§ Aim of the exercise: Copy out each line of the data holding "package".

§ Supplied data:
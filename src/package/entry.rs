//! Boundary shapes of package entries in Pipfile and Pipfile.lock

use indexmap::IndexMap;
use serde::{Deserialize, Serialize};
use serde_json::Value;

use crate::config::VCS_KEYS;

/// A package entry as stated in Pipfile
///
/// Pipfile holds either a plain version string:
///   requests = "==2.31.0"
/// or a table with additional configuration:
///   requests = {version = "==2.31.0", index = "pypi"}
#[derive(Debug, Clone, PartialEq, Serialize, Deserialize)]
#[serde(untagged)]
pub enum ManifestEntry {
    Bare(String),
    Detailed(DetailedManifestEntry),
}

impl From<&str> for ManifestEntry {
    fn from(version: &str) -> Self {
        ManifestEntry::Bare(version.to_string())
    }
}

impl From<String> for ManifestEntry {
    fn from(version: String) -> Self {
        ManifestEntry::Bare(version)
    }
}

/// Table form of a Pipfile entry
#[derive(Debug, Clone, Default, PartialEq, Serialize, Deserialize)]
pub struct DetailedManifestEntry {
    #[serde(default, skip_serializing_if = "Option::is_none")]
    pub version: Option<String>,
    #[serde(default, skip_serializing_if = "Option::is_none")]
    pub index: Option<String>,
    #[serde(default, skip_serializing_if = "Option::is_none")]
    pub markers: Option<String>,
    /// Keys not understood by this crate (extras, editable, VCS references, ...)
    #[serde(flatten)]
    pub extra: IndexMap<String, Value>,
}

impl DetailedManifestEntry {
    /// Returns the version control system the entry points at, if any
    pub fn vcs(&self) -> Option<&'static str> {
        VCS_KEYS
            .into_iter()
            .find(|key| self.extra.contains_key(*key))
    }
}

/// A package entry as stated in Pipfile.lock
#[derive(Debug, Clone, Default, PartialEq, Serialize, Deserialize)]
pub struct LockEntry {
    #[serde(default)]
    pub version: String,
    #[serde(default)]
    pub hashes: Vec<String>,
    #[serde(default, skip_serializing_if = "Option::is_none")]
    pub markers: Option<String>,
    #[serde(default, skip_serializing_if = "Option::is_none")]
    pub index: Option<String>,
    #[serde(flatten)]
    pub extra: IndexMap<String, Value>,
}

§ Output for this task:
filename src/package/entry.rs
//! Boundary shapes of package entries in Pipfile and Pipfile.lock
/// A package entry as stated in Pipfile
/// A package entry as stated in Pipfile.lock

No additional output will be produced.